DavidYou travel the world, Brian. Um, and um I just wonder from a societal context whether um you see differences, let's say, between you know the uh United States and the United Kingdom and Australia, and I know you have a strong familiarity with each of those and other countries perhaps, in terms of where money fits into those countries culturally. Do you see many differences?
Global Culture Of Money And Institutions
BrianYeah, I I I I do well, I I I've thought about this a lot, and and there's a lot of observations to share, and I'll share and maybe the way to frame it is to say two things. The first is that humans are human, and so if I'm in Mumbai or Tokyo or London or Calgary or Los Angeles, you know, people humans are wired on the back of thousands and thousands of years of evolution to be the way that we are. Doesn't mean that we're the same, it just means that the that the dynamic of surviving and thriving is roughly the same across all humans, and that has implications for how we um navigate uncertainty. And one version of uncertainty is financial uncertainty. So there's a kind of similarity there that transcends time and culture. But then the second point is that, you know, um, you know, with my business, for example, uh the U.S. is the bulk of our clients, but we have a lot of clients in Canada, uh, a lot of clients in the UK, some clients in Australia, and you see kind of nuances in terms of disposition toward wealth accumulation. You also see just different institutions and organizations, the way this phenomenon known as retirement is structured politically and sociologically by those particular societies. And uh those structures drive certain types of decision making. So, you know, for example, in the US, we're just sort of, you know, kind of on a tightrope without a net in terms of healthcare insurance, in terms of university, in terms of a lot of social services that I think other societies benefit from. And on the flip side, you know, there's implications for tax regimes and things like that. As boring as that might be, and we're not going to probably go there, you know, the culture of money shifts based on kind of these institutional arrangements, but those institutional arrangements reflect the underlying country, uh culture of the place to begin with. So I've stayed pretty high level, but to summarize, some things are identical because humans are human, and other things are wildly different because of cultural nuances.

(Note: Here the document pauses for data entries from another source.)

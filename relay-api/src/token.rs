/*
 * Copyright 2025 Security Union LLC
 *
 * Licensed under either of
 *
 * * Apache License, Version 2.0
 *   (http://www.apache.org/licenses/LICENSE-2.0)
 * * MIT license
 *   (http://opensource.org/licenses/MIT)
 *
 * at your option.
 */

//! Session token (JWT) generation.
//!
//! The relay signs tokens with a shared secret (HMAC-SHA256). Any holder of
//! the same secret can validate them; no server-side record is kept.

use chrono::Utc;
use jsonwebtoken::{encode, Algorithm, EncodingKey, Header};
use relay_types::{IdentityClaims, SessionClaims};

use crate::error::AppError;

/// Sign a session token for `identity`, valid for `ttl_secs` from now.
pub fn issue_session(
    secret: &str,
    identity: IdentityClaims,
    ttl_secs: i64,
) -> Result<String, AppError> {
    issue_session_at(secret, identity, ttl_secs, Utc::now().timestamp())
}

/// Sign a session token with an explicit issued-at timestamp (Unix seconds).
pub fn issue_session_at(
    secret: &str,
    identity: IdentityClaims,
    ttl_secs: i64,
    issued_at: i64,
) -> Result<String, AppError> {
    let claims = SessionClaims::new(identity, issued_at, ttl_secs).ok_or_else(|| {
        AppError::Signing(format!("session expiry overflows: iat={issued_at}, ttl={ttl_secs}"))
    })?;

    encode(
        &Header::new(Algorithm::HS256),
        &claims,
        &EncodingKey::from_secret(secret.as_bytes()),
    )
    .map_err(|e| AppError::Signing(e.to_string()))
}
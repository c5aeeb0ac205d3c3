/*
 * Copyright 2025 Security Union LLC
 *
 * Licensed under either of
 *
 * * Apache License, Version 2.0
 *   (http://www.apache.org/licenses/LICENSE-2.0)
 * * MIT license
 *   (http://opensource.org/licenses/MIT)
 *
 * at your option.
 */

//! Authorization code → access token exchange.

use serde::Deserialize;

use crate::config::ProviderConfig;

use super::{read_success_body, ProviderError, Stage};

/// A non-empty authorization code taken from the provider callback.
#[derive(Debug, Clone, PartialEq, Eq)]
pub struct AuthorizationCode(String);

impl AuthorizationCode {
    /// Returns `None` for absent, empty, or whitespace-only codes.
    pub fn new(code: Option<String>) -> Option<Self> {
        code.filter(|c| !c.trim().is_empty()).map(Self)
    }

    pub fn as_str(&self) -> &str {
        &self.0
    }
}

/// Raw response from the OAuth token endpoint.
///
/// Only `access_token` is used. Refresh and ID tokens are dropped with the
/// rest of the response.
#[derive(Debug, Deserialize, Clone, Default)]
pub struct ProviderTokenResponse {
    #[serde(default)]
    pub access_token: Option<String>,
    #[serde(default)]
    pub token_type: Option<String>,
    #[serde(default)]
    pub expires_in: Option<u64>,
    #[serde(default)]
    pub refresh_token: Option<String>,
    #[serde(default)]
    pub id_token: Option<String>,
}

/// Exchange an authorization code for an access token.
pub async fn exchange_code(
    http: &reqwest::Client,
    config: &ProviderConfig,
    code: &AuthorizationCode,
) -> Result<String, ProviderError> {
    const STAGE: Stage = Stage::TokenExchange;

    let params = [
        ("grant_type", "authorization_code"),
        ("redirect_uri", config.redirect_uri.as_str()),
        ("client_id", config.client_id.as_str()),
        ("client_secret", config.client_secret.as_str()),
        ("code", code.as_str()),
    ];

    let response = http
        .post(config.token_url.clone())
        .form(&params)
        .send()
        .await
        .map_err(|e| ProviderError::from_reqwest(STAGE, e))?;

    let body = read_success_body(STAGE, response).await?;
    parse_token_response(&body)
}

fn parse_token_response(body: &str) -> Result<String, ProviderError> {
    let token_response: ProviderTokenResponse =
        serde_json::from_str(body).map_err(|e| ProviderError::Malformed {
            stage: Stage::TokenExchange,
            detail: e.to_string(),
        })?;

    token_response
        .access_token
        .filter(|t| !t.is_empty())
        .ok_or(ProviderError::MissingField {
            stage: Stage::TokenExchange,
            field: "access_token",
        })
}
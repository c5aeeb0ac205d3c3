/*
 * Copyright 2025 Security Union LLC
 *
 * Licensed under either of
 *
 * * Apache License, Version 2.0
 *   (http://www.apache.org/licenses/LICENSE-2.0)
 * * MIT license
 *   (http://opensource.org/licenses/MIT)
 *
 * at your option.
 */

//! Shared application state passed to every Axum handler via `State`.

use url::Url;

use crate::config::Config;
use crate::oauth::ProviderClient;

/// Application state shared across all request handlers. Read-only after startup.
#[derive(Clone)]
pub struct AppState {
    /// Identity provider client (connection pool + provider configuration).
    pub provider: ProviderClient,
    /// JWT signing secret.
    pub jwt_secret: String,
    /// Session token time-to-live in seconds.
    pub session_ttl_secs: i64,
    /// Origin the browser returns to after login.
    pub frontend_url: Url,
}

impl AppState {
    pub fn new(config: &Config) -> Result<Self, reqwest::Error> {
        Ok(Self {
            provider: ProviderClient::new(config.provider.clone())?,
            jwt_secret: config.jwt_secret.clone(),
            session_ttl_secs: config.session_ttl_secs,
            frontend_url: config.frontend_url.clone(),
        })
    }

    /// `<frontend origin>/?token=<token>`.
    pub fn frontend_redirect(&self, token: &str) -> String {
        let base = self.frontend_url.as_str().trim_end_matches('/');
        format!("{base}/?token={token}")
    }
}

DavidOkay, so this is fascinating. So you say in the United States you're on a tight, tight rope without a safety net, and I see that when I I I I get that. I just wonder how much does that feed into a sense of I've got to be successful here, I cannot afford to screw this up. And and therefore the work ethic is enormous, the entrepreneurial, um, inventive psychology is huge. Whereas in Australia, I'm and I'm not bagging Australia, and I'm I'm certainly not I have no value judgment over either of these models. But in Australia, we have a an institutionalized retirement system, we have a subsidized education system, we you can take a loan from the government at a relatively low rate to fund your education. Yes, you can still come out of university with a $100,000 loan to the government, but it's not a two, three, four, five hundred thousand dollar student loan. And um and I just wonder how much that plays into our laid-back, cruisy kind of cultural approach to life.
BrianIt it well, it does to some extent. Um I don't know how to measure that off the top of my head. But you know, for example, you know, when I talk to close friends in the Canadian and British financial planning markets, probably their top observation of the US is just how entrepreneurial we are. The willingness to take risk, um, the sort of almost going back 150, 200 years, the kind of a frontier mentality. Um, you know, I've done things kind of, well, I don't know if I've done things backwards, upside down, right ways. I I don't know, but you know, I'm in my mid-50s and taking very significant entrepreneurial risk. Um, not the most normal thing, but I feel, from a personal disposition point of view, very comfortable doing that. I've had enough financial success in prior versions of my career to be able to afford that. But generally speaking, that entrepreneurial spirit is all over the U.S. Lots of people taking lots of risks. And I doubt the explicit mindset is, well, tightrope without a net, I may as well go for broke. I don't think that's it. But there is some sort of entrepreneurial zeitgeist here that people are quite comfortable with. And if you fail, you fail. And then you probably try to do it um all over again. I don't see that in a ton of other places, and it's probably one reason why in aggregate the US is so wealthy, although then you go below the surface and you see massive income and wealth disparity. So there's sort of a lot of money floating around, but it's increasingly kind of tilted toward one, you know, one side of the one side of the the distribution.
Home Bias And Global Diversification
DavidThere's a very interesting um little insight here for our listeners, though, and that is that it it's very common. There's a thing in investing called home bias. And it's very, very common for Australian investors to say, oh, well, you know, I want to have most of my money in Australia because I know the Commonwealth Bank and I know the National Australia Bank and I know, I don't know, Woodside Energy and CSL and all of these places. By not investing essentially in the SP 500 index, the top 500 companies in the United States, you are missing out on all of that entrepreneurial flair and uh energy and wealth creation. You've got to investors have to be there, right?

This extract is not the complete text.